Lutchmedial: Is Cummings trying to intimidate police?

The content originally appeared on: Trinidad and Tobago Newsday

Jayanti Lutchmedial-Ramdial. – File photo

OPPOSITION Senator Jayanti Lutchmedial-Ramdial says the announcement during a media conference on June 8 that Youth Development and National Service Minister Foster Cummings will be suing the State over the leaking of a Special Branch report in 2022 is an attempt to intimidate the police.

On May 5, 2022, Lutchmedial-Ramdial read the contents of the one-and-a-half page report on a political platform, saying the minister was under police investigation. Cummings has since filed claims of libel and slander against her, which are pending in the High Court.

At the media conference on June 8, Cummings’s attorney, Ramesh Lawrence Maharaj, SC, said the minister’s claim against the State was for the breach by its agents to allow the confidential information contained in the Special Branch note to be published to an opposition senator.

Maharaj said that amounted to a breach of Cummings’s constitutional right to privacy and amounted to the civil wrongs of misuse of private information and breach of confidence.
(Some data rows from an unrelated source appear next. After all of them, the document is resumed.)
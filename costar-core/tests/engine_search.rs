//! End-to-end coverage for `SearchEngine::search` against the in-memory
//! fake provider.

mod support;

use costar_core::{
    EngineConfig, MediaKind, MissReason, PersonId, SearchEngine, TitleId,
};
use support::{FakeProvider, movie_credit, pages_fetched, person, tv_credit};

fn engine_with(provider: FakeProvider) -> SearchEngine<FakeProvider> {
    let _ = tracing_subscriber::fmt()
        .with_env_filter(tracing_subscriber::EnvFilter::from_default_env())
        .with_test_writer()
        .try_init();
    SearchEngine::new(provider, EngineConfig::new("test-key"))
}

/// Both actors resolvable, one shared movie with an IMDb entry.
fn toy_story_provider() -> FakeProvider {
    let mut provider = FakeProvider::default();
    provider.add_search_page(
        "Tom Hanks",
        1,
        1,
        vec![person(31, "Tom Hanks", 88.0)],
    );
    provider.add_search_page(
        "Tim Allen",
        1,
        1,
        vec![person(12898, "Tim Allen", 35.0)],
    );
    provider.add_credits(
        PersonId(31),
        vec![
            movie_credit(862, "Toy Story", "Woody (voice)", "1995-10-30"),
            movie_credit(13, "Forrest Gump", "Forrest Gump", "1994-06-23"),
        ],
    );
    provider.add_credits(
        PersonId(12898),
        vec![
            movie_credit(862, "Toy Story", "Buzz Lightyear (voice)", "1995-10-30"),
            movie_credit(9279, "The Santa Clause", "Scott Calvin", "1994-11-11"),
        ],
    );
    provider.add_imdb(MediaKind::Movie, TitleId(862), "tt0114709");
    provider
}

#[tokio::test]
async fn shared_toy_story_credit_resolves_with_link() {
    let provider = toy_story_provider();
    let external_calls = provider.external_calls.clone();

    let engine = engine_with(provider);
    let outcome = engine.search("Tom Hanks", "Tim Allen").await;

    assert_eq!(outcome.actors[0].id, Some(PersonId(31)));
    assert_eq!(outcome.actors[1].id, Some(PersonId(12898)));
    assert_eq!(
        outcome.actors[0].image.as_deref(),
        Some("https://image.tmdb.org/t/p/w185/profile-31.jpg")
    );
    assert!(outcome.miss.is_none());

    let media = outcome.media.expect("one shared movie");
    assert_eq!(media.len(), 1);

    let toy_story = &media[0];
    assert_eq!(toy_story.kind, MediaKind::Movie);
    assert_eq!(toy_story.title, "Toy Story");
    assert_eq!(toy_story.year.as_str(), "1995");
    assert_eq!(
        toy_story.characters,
        ["Woody (voice)", "Buzz Lightyear (voice)"]
    );
    assert_eq!(toy_story.episodes, None);
    assert_eq!(toy_story.link, "https://www.imdb.com/title/tt0114709/");

    // Only the genuinely shared credit was enriched, not the individual
    // filmographies.
    assert_eq!(
        *external_calls.lock().unwrap(),
        [(MediaKind::Movie, TitleId(862))]
    );
}

#[tokio::test]
async fn unresolvable_first_actor_keeps_query_name() {
    let engine = engine_with(toy_story_provider());
    let outcome = engine
        .search("Zzzznonexistentperson123", "Tim Allen")
        .await;

    assert!(outcome.media.is_none());
    assert_eq!(outcome.miss, Some(MissReason::UnresolvedActor));
    assert!(outcome.actors[0].id.is_none());
    assert_eq!(outcome.actors[0].name, "Zzzznonexistentperson123");
    assert!(outcome.actors[0].image.is_none());
    assert_eq!(outcome.actors[1].id, Some(PersonId(12898)));
}

#[tokio::test]
async fn same_person_twice_is_not_intersected() {
    let mut provider = toy_story_provider();
    provider.add_search_page(
        "tom hanks",
        1,
        1,
        vec![person(31, "Tom Hanks", 88.0)],
    );

    let engine = engine_with(provider);
    let outcome = engine.search("Tom Hanks", "tom hanks").await;

    assert!(outcome.media.is_none());
    assert_eq!(outcome.miss, Some(MissReason::SameActor));
}

#[tokio::test]
async fn disjoint_filmographies_report_no_shared_credits() {
    let mut provider = toy_story_provider();
    provider.add_credits(
        PersonId(31),
        vec![movie_credit(13, "Forrest Gump", "Forrest Gump", "1994-06-23")],
    );
    provider.add_credits(
        PersonId(12898),
        vec![movie_credit(9279, "The Santa Clause", "Scott Calvin", "1994-11-11")],
    );

    let engine = engine_with(provider);
    let outcome = engine.search("Tom Hanks", "Tim Allen").await;

    assert!(outcome.media.is_none());
    assert_eq!(outcome.miss, Some(MissReason::NoSharedCredits));
    assert_eq!(outcome.actors[0].id, Some(PersonId(31)));
    assert_eq!(outcome.actors[1].id, Some(PersonId(12898)));
}

#[tokio::test]
async fn search_pages_are_capped_at_twelve() {
    let mut provider = toy_story_provider();
    provider.add_search_page(
        "John Smith",
        1,
        50,
        vec![person(777, "John Smith", 10.0)],
    );
    provider.add_credits(
        PersonId(777),
        vec![movie_credit(13, "Forrest Gump", "Extra", "1994-06-23")],
    );
    let calls = provider.search_calls.clone();

    let engine = engine_with(provider);
    let outcome = engine.search("John Smith", "Tom Hanks").await;
    assert_eq!(outcome.actors[0].id, Some(PersonId(777)));

    let pages = pages_fetched(&calls, "John Smith");
    assert_eq!(pages.len(), 12);
    assert!(pages.contains(&1));
    assert!(pages.contains(&12));
    assert!(pages.iter().all(|&page| page <= 12));
}

#[tokio::test]
async fn failed_link_lookup_degrades_to_empty_string() {
    let mut provider = FakeProvider::default();
    provider.add_search_page("Actor One", 1, 1, vec![person(1, "Actor One", 5.0)]);
    provider.add_search_page("Actor Two", 1, 1, vec![person(2, "Actor Two", 5.0)]);

    let shared: Vec<(u64, String)> = (1..=5)
        .map(|n| (n, format!("Film {n}")))
        .collect();
    for (person_id, character) in [(1, "Hero"), (2, "Villain")] {
        let cast = shared
            .iter()
            .map(|(id, title)| {
                movie_credit(*id, title, character, &format!("200{id}-01-01"))
            })
            .collect();
        provider.add_credits(PersonId(person_id), cast);
    }
    for (id, _) in &shared {
        provider.add_imdb(MediaKind::Movie, TitleId(*id), &format!("tt000000{id}"));
    }
    provider.fail_external(MediaKind::Movie, TitleId(3));

    let engine = engine_with(provider);
    let outcome = engine.search("Actor One", "Actor Two").await;

    let media = outcome.media.expect("five shared movies");
    assert_eq!(media.len(), 5);
    for credit in &media {
        if credit.title == "Film 3" {
            assert_eq!(credit.link, "");
        } else {
            assert!(credit.link.starts_with("https://www.imdb.com/title/tt"));
        }
    }
}

#[tokio::test]
async fn shared_tv_credit_carries_episode_counts() {
    let mut provider = FakeProvider::default();
    provider.add_search_page(
        "Alec Baldwin",
        1,
        1,
        vec![person(7447, "Alec Baldwin", 40.0)],
    );
    provider.add_search_page(
        "Will Arnett",
        1,
        1,
        vec![person(21200, "Will Arnett", 22.0)],
    );
    provider.add_credits(
        PersonId(7447),
        vec![
            tv_credit(4608, "30 Rock", "Jack Donaghy", "2006-10-11", 138),
            movie_credit(862, "Toy Story", "Not Actually In This", "1995-10-30"),
        ],
    );
    provider.add_credits(
        PersonId(21200),
        vec![tv_credit(4608, "30 Rock", "Devon Banks", "2006-10-11", 12)],
    );
    provider.add_imdb(MediaKind::Tv, TitleId(4608), "tt0496424");

    let engine = engine_with(provider);
    let outcome = engine.search("Alec Baldwin", "Will Arnett").await;

    let media = outcome.media.expect("one shared series");
    assert_eq!(media.len(), 1);

    let rock = &media[0];
    assert_eq!(rock.kind, MediaKind::Tv);
    assert_eq!(rock.title, "30 Rock");
    assert_eq!(rock.characters, ["Jack Donaghy", "Devon Banks"]);
    assert_eq!(rock.episodes, Some([138, 12]));
    assert_eq!(rock.link, "https://www.imdb.com/title/tt0496424/");
}

#[tokio::test]
async fn merged_results_sort_year_descending() {
    let mut provider = FakeProvider::default();
    provider.add_search_page("Actor One", 1, 1, vec![person(1, "Actor One", 5.0)]);
    provider.add_search_page("Actor Two", 1, 1, vec![person(2, "Actor Two", 5.0)]);

    for (person_id, character) in [(1, "A"), (2, "B")] {
        provider.add_credits(
            PersonId(person_id),
            vec![
                movie_credit(10, "Nineties Film", character, "1995-05-05"),
                tv_credit(20, "Late Series", character, "2016-02-02", 4),
                movie_credit(30, "Undated Film", character, ""),
            ],
        );
    }

    let engine = engine_with(provider);
    let outcome = engine.search("Actor One", "Actor Two").await;

    let media = outcome.media.expect("three shared credits");
    let titles: Vec<&str> =
        media.iter().map(|credit| credit.title.as_str()).collect();
    assert_eq!(titles, ["Late Series", "Nineties Film", "Undated Film"]);
}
He added the publication of the note caused the minister reputational damage and caused him and his family distress and embarrassment.

Maharaj said Cummings was anxious to “correct the false personal information stated in the secret Special Branch note which then became part of the police records,” after the Commissioner of Police failed to do so.

Maharaj also noted the police had not contacted Cummings to answer any of the allegations in the report, although it says investigations are ongoing.

In response, Lutchmedial-Ramdial said Maharaj’s media conference had “reminded the country that, to date, Minister Cummings has not been cleared of the allegations contained in an intelligence report which was leaked to me.

“Why the minister thought it necessary to blow the trumpet and announce that he is going to sue the State because the Commissioner of Police refuses to ‘clear his name’ is beyond me.”

She said Maharaj had “made it clear police were still investigating the contents of the intelligence report.

“How can a person’s name be cleared if there is an ongoing investigation? Does Cummings have more rights than every other citizen who is the subject of a police report? Or is this threat of litigation a thinly veiled attempt to pressure the commissioner of police to close the investigation because we are entering an election year?”

Lutchmedial-Ramdial wondered if the matter was still under investigation only because she had made it public in 2022.

“No one has the right in my view to demand that a report be removed from the records of the police service if an investigation is ongoing. No one has a right to demand that a report be given priority or to dictate the time line within which the police must investigate.

“If the minister thinks that the whistleblower who leaked the report violated his rights and he wants to sue the State then he can file his claim like thousands of other aggrieved citizens do every year. This is nothing new or special.

“In the meantime, I would hope the independent TTPS (Trinidad and Tobago Police Service) continue to do their job with the due diligence that is required and not feel pressured to prematurely terminate an investigation because of the threat of litigation.”